### About this exercise
Scan the material below for every line with the string "format", and copy those lines.
↓
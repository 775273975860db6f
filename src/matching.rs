//! Price-time priority matching.
//!
//! [`match_order`] runs one order against its product's book: walks the best
//! counterparties, settles each fill through the ledger, and rests the
//! remainder. The resting order's price always sets the execution price, so
//! takers who over-quote get price improvement and resting quotes honour
//! their posted price.

use chrono::NaiveDateTime;
use std::collections::HashMap;

use rust_decimal::Decimal;

use crate::events::Transaction;
use crate::ledger::Ledger;
use crate::order_book::OrderBook;
use crate::types::{Order, OrderId, OrderStatus, Side, TransactionId};

/// Result of one matching run.
#[derive(Debug, Default)]
pub struct MatchOutcome {
    /// Fills in execution order.
    pub transactions: Vec<Transaction>,
    /// Resting orders whose remaining quantity or status changed.
    pub touched: Vec<OrderId>,
    /// Settlement aborts, reported through the event stream with source
    /// "matcher". Not surfaced to the submitting caller.
    pub errors: Vec<String>,
}

/// A buy at `p_b` crosses an ask at `p_a` iff `p_b >= p_a`; symmetric for sells.
fn crosses(incoming_side: Side, incoming_price: Decimal, resting_price: Decimal) -> bool {
    match incoming_side {
        Side::Buy => incoming_price >= resting_price,
        Side::Sell => incoming_price <= resting_price,
    }
}

/// Runs matching for `incoming` against `book`. Settlement is delegated to
/// the ledger per computed slice: settle or abort the whole slice, never a
/// partial unit.
///
/// A buyer that cannot cover a slice is cancelled: if that buyer is the
/// incoming order matching stops; if it is an aged resting bid, the bid is
/// removed and matching continues against the next counterparty. Either
/// way no transaction is recorded for the aborted slice.
///
/// The caller inserts `incoming` into the book afterwards if it remains
/// non-terminal with quantity left.
pub fn match_order(
    book: &mut OrderBook,
    ledger: &mut Ledger,
    orders: &mut HashMap<OrderId, Order>,
    incoming: &mut Order,
    next_transaction_id: &mut u64,
    now: NaiveDateTime,
) -> MatchOutcome {
    let mut outcome = MatchOutcome::default();

    while incoming.remaining > 0 {
        let Some(best) = book.peek_best(incoming.side.opposite(), &incoming.outlet_id) else {
            break;
        };
        if !crosses(incoming.side, incoming.price_per_unit, best.price) {
            break;
        }

        let fill_qty = incoming.remaining.min(best.remaining);
        let fill_price = best.price;
        let (buyer_outlet, seller_outlet, buy_order_id, sell_order_id) = match incoming.side {
            Side::Buy => (
                incoming.outlet_id.clone(),
                best.outlet_id.clone(),
                incoming.id.clone(),
                best.order_id.clone(),
            ),
            Side::Sell => (
                best.outlet_id.clone(),
                incoming.outlet_id.clone(),
                best.order_id.clone(),
                incoming.id.clone(),
            ),
        };

        match ledger.settle_fill(
            &buyer_outlet,
            &seller_outlet,
            &incoming.donut_type_id,
            fill_qty,
            fill_price,
        ) {
            Ok(total_amount) => {
                incoming.remaining -= fill_qty;
                incoming.status = if incoming.remaining == 0 {
                    OrderStatus::Filled
                } else {
                    OrderStatus::PartiallyFilled
                };
                incoming.updated_at = now;

                let resting_remaining = best.remaining - fill_qty;
                if resting_remaining == 0 {
                    book.remove(&best.order_id);
                } else {
                    book.reduce_qty(&best.order_id, resting_remaining);
                }
                if let Some(resting) = orders.get_mut(&best.order_id) {
                    resting.remaining = resting_remaining;
                    resting.status = if resting_remaining == 0 {
                        OrderStatus::Filled
                    } else {
                        OrderStatus::PartiallyFilled
                    };
                    resting.updated_at = now;
                }
                outcome.touched.push(best.order_id.clone());

                let id = TransactionId(format!("txn-{}", *next_transaction_id));
                *next_transaction_id += 1;
                outcome.transactions.push(Transaction {
                    id,
                    buy_order_id,
                    sell_order_id,
                    buyer_outlet_id: buyer_outlet,
                    seller_outlet_id: seller_outlet,
                    donut_type_id: incoming.donut_type_id.clone(),
                    quantity: fill_qty,
                    price_per_unit: fill_price,
                    total_amount,
                    executed_at: now,
                });
            }
            Err(e) => match incoming.side {
                // Incoming buyer cannot cover the slice: cancel it and stop.
                Side::Buy => {
                    incoming.status = OrderStatus::Cancelled;
                    incoming.updated_at = now;
                    tracing::warn!(order = %incoming.id, "fill aborted, buy order cancelled: {e}");
                    outcome
                        .errors
                        .push(format!("fill aborted, buy order {} cancelled: {e}", incoming.id));
                    break;
                }
                // Aged resting bid cannot cover: cancel it, try the next one.
                Side::Sell => {
                    book.remove(&best.order_id);
                    if let Some(resting) = orders.get_mut(&best.order_id) {
                        resting.status = OrderStatus::Cancelled;
                        resting.updated_at = now;
                    }
                    outcome.touched.push(best.order_id.clone());
                    tracing::warn!(order = %best.order_id, "fill aborted, resting bid cancelled: {e}");
                    outcome
                        .errors
                        .push(format!("fill aborted, buy order {} cancelled: {e}", best.order_id));
                }
            },
        }
    }

    outcome
}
↑
### Response to the exercise
                let id = TransactionId(format!("txn-{}", *next_transaction_id));
                        .push(format!("fill aborted, buy order {} cancelled: {e}", incoming.id));
                        .push(format!("fill aborted, buy order {} cancelled: {e}", best.order_id));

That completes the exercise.